Module: Pikuri::VectorDb::Backend

Defined in:
lib/pikuri/vector_db/backend.rb,
lib/pikuri/vector_db/backend/chroma.rb,
lib/pikuri/vector_db/backend/qdrant.rb,
lib/pikuri/vector_db/backend/result.rb,
lib/pikuri/vector_db/backend/in_memory.rb

Overview

Namespace for vector-store backends. Three ship:

  • InMemory — pure-Ruby cosine over Array<Float>, RAM-only. The educational default; everything reloads from sources on every boot. Audit-friendly (~50 lines end to end) and zero-dep. Pairs with Server::InMemory (the null supervisor).

  • Qdrant — thin Faraday HTTP client against a self-hosted Qdrant server. The recommended persistent option —survives restarts so the user pays the indexing cost once; see pikuri-vectordb/DESIGN.md for the engine survey behind the recommendation. Pairs with Server::Qdrant.

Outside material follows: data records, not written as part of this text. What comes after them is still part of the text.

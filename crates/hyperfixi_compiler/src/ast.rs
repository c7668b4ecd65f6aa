//! Abstract syntax tree for compilation.
//!
//! The AST is what the optimizer rewrites and the code generator walks. Its
//! serde form is the JSON interchange format:
//!
//! ```json
//! {"type":"command","name":"toggle","roles":{"patient":{"type":"selector","value":".active"}}}
//! ```

use std::collections::BTreeMap;

use hyperfixi_foundation::Value;
use hyperfixi_semantic::EventModifiers;
use serde::{Deserialize, Serialize};

/// Where a variable lives.
#[derive(Clone, Copy, Debug, PartialEq, Eq, Hash, Serialize, Deserialize)]
#[serde(rename_all = "lowercase")]
pub enum VarScope {
    /// `:name`, scoped to one handler run.
    Local,
    /// `$name`, shared across handlers.
    Global,
    /// `me`, `it`, `event`, and the other context-provided names.
    Context,
}

/// Names the runtime context provides.
pub const CONTEXT_VARIABLES: &[&str] = &["me", "it", "you", "result", "event", "target", "body"];

/// Positional expression keywords (`first .item`, `closest form`).
pub const POSITIONAL_KEYWORDS: &[&str] = &["first", "last", "next", "previous", "closest", "parent"];

/// Commands that end a body unconditionally.
pub const TERMINATORS: &[&str] = &["halt", "exit", "return"];

fn is_false(b: &bool) -> bool {
    !*b
}

/// An AST node.
#[derive(Clone, Debug, PartialEq, Serialize, Deserialize)]
#[serde(tag = "type", rename_all = "camelCase")]
pub enum AstNode {
    /// An event handler root.
    Event {
        /// DOM event name.
        event: String,
        /// Listener modifiers.
        #[serde(default, skip_serializing_if = "EventModifiers::is_empty")]
        modifiers: EventModifiers,
        /// Delegation source (`from <selector>`).
        #[serde(default, skip_serializing_if = "Option::is_none")]
        source: Option<Box<AstNode>>,
        /// Handler statements.
        body: Vec<AstNode>,
    },
    /// A command with its role arguments.
    Command {
        /// Canonical command name.
        name: String,
        /// Role name to argument expression.
        #[serde(default)]
        roles: BTreeMap<String, AstNode>,
    },
    /// `if`/`unless`.
    #[serde(rename_all = "camelCase")]
    If {
        /// Branch condition.
        condition: Box<AstNode>,
        /// Taken when the condition holds (fails, for `unless`).
        then_branch: Vec<AstNode>,
        /// The other branch.
        #[serde(default, skip_serializing_if = "Vec::is_empty")]
        else_branch: Vec<AstNode>,
        /// True for `unless`.
        #[serde(default, skip_serializing_if = "is_false")]
        negated: bool,
    },
    /// `while <cond> ... end`.
    While {
        /// Loop condition.
        condition: Box<AstNode>,
        /// Loop body.
        body: Vec<AstNode>,
    },
    /// `for <var> in <collection> ... end`.
    Foreach {
        /// Loop variable without its `:` sigil.
        variable: String,
        /// Iterated expression.
        collection: Box<AstNode>,
        /// Loop body.
        body: Vec<AstNode>,
    },
    /// `repeat <n> times ... end`, or `repeat forever` without a count.
    Repeat {
        /// Iteration count.
        #[serde(default, skip_serializing_if = "Option::is_none")]
        count: Option<Box<AstNode>>,
        /// Loop body.
        body: Vec<AstNode>,
    },
    /// Statements run in order.
    Sequence {
        /// The statements.
        body: Vec<AstNode>,
        /// Set when loop unrolling produced this sequence.
        #[serde(default, rename = "_unrolled", skip_serializing_if = "is_false")]
        unrolled: bool,
    },
    /// Arithmetic, comparison, or concatenation.
    Binary {
        /// Operator in canonical form (`+`, `is`, `is not`, `&`).
        operator: String,
        /// Left operand.
        left: Box<AstNode>,
        /// Right operand.
        right: Box<AstNode>,
    },
    /// `and`/`or`.
    Logical {
        /// `and`, `or`, `&&`, or `||`.
        operator: String,
        /// Left operand.
        left: Box<AstNode>,
        /// Right operand.
        right: Box<AstNode>,
    },
    /// `not x`, `-x`.
    Unary {
        /// `not`, `!`, or `-`.
        operator: String,
        /// The operand.
        operand: Box<AstNode>,
    },
    /// A literal value.
    Literal {
        /// The typed value. Durations are milliseconds.
        value: Value,
        /// Surface text, when it differs from the value's own form.
        #[serde(default, skip_serializing_if = "Option::is_none")]
        raw: Option<String>,
    },
    /// A bare name.
    Identifier {
        /// The name.
        name: String,
    },
    /// A CSS selector.
    Selector {
        /// Selector text.
        value: String,
        /// Set when selector caching hoisted this query.
        #[serde(default, rename = "_cached", skip_serializing_if = "is_false")]
        cached: bool,
        /// Cache variable name when cached.
        #[serde(default, rename = "_cacheKey", skip_serializing_if = "Option::is_none")]
        cache_key: Option<String>,
    },
    /// A variable reference.
    Variable {
        /// Name without sigil.
        name: String,
        /// Where the variable lives.
        scope: VarScope,
    },
    /// `obj.prop`.
    Member {
        /// Object expression.
        object: Box<AstNode>,
        /// Property name.
        property: String,
    },
    /// `obj[index]`.
    Index {
        /// Object expression.
        object: Box<AstNode>,
        /// Index expression.
        index: Box<AstNode>,
    },
    /// `f(args)`.
    Call {
        /// Called expression.
        callee: Box<AstNode>,
        /// Arguments.
        #[serde(default)]
        args: Vec<AstNode>,
    },
    /// `first .item`, `closest form`, `next`.
    Positional {
        /// One of [`POSITIONAL_KEYWORDS`].
        position: String,
        /// Selector the position applies to.
        #[serde(default, skip_serializing_if = "Option::is_none")]
        target: Option<Box<AstNode>>,
    },
}

impl AstNode {
    /// A literal node.
    #[must_use]
    pub const fn literal(value: Value) -> Self {
        Self::Literal { value, raw: None }
    }

    /// A number literal.
    #[must_use]
    pub const fn number(n: f64) -> Self {
        Self::literal(Value::Number(n))
    }

    /// A string literal.
    #[must_use]
    pub fn string(s: impl Into<String>) -> Self {
        Self::literal(Value::String(s.into()))
    }

    /// An uncached selector.
    #[must_use]
    pub fn selector(value: impl Into<String>) -> Self {
        Self::Selector {
            value: value.into(),
            cached: false,
            cache_key: None,
        }
    }

    /// A command without roles.
    #[must_use]
    pub fn command(name: impl Into<String>) -> Self {
        Self::Command {
            name: name.into(),
            roles: BTreeMap::new(),
        }
    }

    /// Adds a role to a command. Other nodes are returned unchanged.
    #[must_use]
    pub fn with_role(mut self, role: impl Into<String>, value: Self) -> Self {
        if let Self::Command { roles, .. } = &mut self {
            roles.insert(role.into(), value);
        }
        self
    }

    /// An event root.
    #[must_use]
    pub fn event(event: impl Into<String>, body: Vec<Self>) -> Self {
        Self::Event {
            event: event.into(),
            modifiers: EventModifiers::default(),
            source: None,
            body,
        }
    }

    /// A binary node.
    #[must_use]
    pub fn binary(operator: impl Into<String>, left: Self, right: Self) -> Self {
        Self::Binary {
            operator: operator.into(),
            left: Box::new(left),
            right: Box::new(right),
        }
    }

    /// A variable node from sigiled source text (`:x`, `$x`, `me`).
    #[must_use]
    pub fn variable(text: &str) -> Self {
        if let Some(name) = text.strip_prefix(':') {
            Self::Variable {
                name: name.to_string(),
                scope: VarScope::Local,
            }
        } else if let Some(name) = text.strip_prefix('$') {
            Self::Variable {
                name: name.to_string(),
                scope: VarScope::Global,
            }
        } else if CONTEXT_VARIABLES.contains(&text) {
            Self::Variable {
                name: text.to_string(),
                scope: VarScope::Context,
            }
        } else {
            Self::Identifier {
                name: text.to_string(),
            }
        }
    }

    /// The node's `type` tag.
    #[must_use]
    pub const fn type_name(&self) -> &'static str {
        match self {
            Self::Event { .. } => "event",
            Self::Command { .. } => "command",
            Self::If { .. } => "if",
            Self::While { .. } => "while",
            Self::Foreach { .. } => "foreach",
            Self::Repeat { .. } => "repeat",
            Self::Sequence { .. } => "sequence",
            Self::Binary { .. } => "binary",
            Self::Logical { .. } => "logical",
            Self::Unary { .. } => "unary",
            Self::Literal { .. } => "literal",
            Self::Identifier { .. } => "identifier",
            Self::Selector { .. } => "selector",
            Self::Variable { .. } => "variable",
            Self::Member { .. } => "member",
            Self::Index { .. } => "index",
            Self::Call { .. } => "call",
            Self::Positional { .. } => "positional",
        }
    }

    /// Returns the literal value, if this is a literal.
    #[must_use]
    pub const fn as_literal(&self) -> Option<&Value> {
        match self {
            Self::Literal { value, .. } => Some(value),
            _ => None,
        }
    }

    /// Returns true for statements (commands and blocks).
    #[must_use]
    pub const fn is_statement(&self) -> bool {
        matches!(
            self,
            Self::Event { .. }
                | Self::Command { .. }
                | Self::If { .. }
                | Self::While { .. }
                | Self::Foreach { .. }
                | Self::Repeat { .. }
                | Self::Sequence { .. }
        )
    }

    /// Returns true for an unconditional terminator command.
    #[must_use]
    pub fn is_terminator(&self) -> bool {
        matches!(self, Self::Command { name, .. } if TERMINATORS.contains(&name.as_str()))
    }

    /// The command name, for command nodes.
    #[must_use]
    pub fn command_name(&self) -> Option<&str> {
        match self {
            Self::Command { name, .. } => Some(name),
            _ => None,
        }
    }

    /// A role argument of a command node.
    #[must_use]
    pub fn role(&self, role: &str) -> Option<&Self> {
        match self {
            Self::Command { roles, .. } => roles.get(role),
            _ => None,
        }
    }

    /// The statement body of an event, loop, or sequence.
    #[must_use]
    pub fn body(&self) -> &[Self] {
        match self {
            Self::Event { body, .. }
            | Self::While { body, .. }
            | Self::Foreach { body, .. }
            | Self::Repeat { body, .. }
            | Self::Sequence { body, .. } => body,
            Self::If { then_branch, .. } => then_branch,
            _ => &[],
        }
    }
}

#[cfg(test)]
mod tests {
    use super::*;

    #[test]
    fn json_interchange_shape() {
        let node = AstNode::command("toggle").with_role("patient", AstNode::selector(".active"));
        let json = serde_json::to_string(&node).unwrap();
        assert_eq!(
            json,
            r#"{"type":"command","name":"toggle","roles":{"patient":{"type":"selector","value":".active"}}}"#
        );
        let back: AstNode = serde_json::from_str(&json).unwrap();
        assert_eq!(back, node);
    }

    #[test]
    fn markers_serialize_with_underscores() {
        let node = AstNode::Selector {
            value: ".a".into(),
            cached: true,
            cache_key: Some("_sel_a_0".into()),
        };
        let json = serde_json::to_value(&node).unwrap();
        assert_eq!(json["_cached"], true);
        assert_eq!(json["_cacheKey"], "_sel_a_0");
    }

    #[test]
    fn variables_classify_by_sigil() {
        assert!(matches!(AstNode::variable(":x"), AstNode::Variable { scope: VarScope::Local, .. }));
        assert!(matches!(AstNode::variable("$x"), AstNode::Variable { scope: VarScope::Global, .. }));
        assert!(matches!(AstNode::variable("me"), AstNode::Variable { scope: VarScope::Context, .. }));
        assert!(matches!(AstNode::variable("foo"), AstNode::Identifier { .. }));
    }

    #[test]
    fn if_uses_camel_case_branches() {
        let json = r#"{"type":"if","condition":{"type":"literal","value":true},"thenBranch":[]}"#;
        let node: AstNode = serde_json::from_str(json).unwrap();
        assert!(matches!(node, AstNode::If { negated: false, .. }));
    }
}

  • Chroma — thin Faraday HTTP client against a self-hosted ChromaDB server. The alternative persistent option, for hosts that already run Chroma or prefer it. Pairs with Server::Chroma.

Backend protocol

Duck-typed, like pikuri’s other seams (Confirmer, Filesystem, Sandbox) — no abstract base class. Every backend implements these four methods so the Indexer and Tools::Search tool consume them interchangeably:

  • #upsert(chunks:, vectors:) — insert-or-replace by chunk.id. chunks and vectors are parallel arrays of equal length; raises ArgumentError on empty input or length mismatch. Returns nil.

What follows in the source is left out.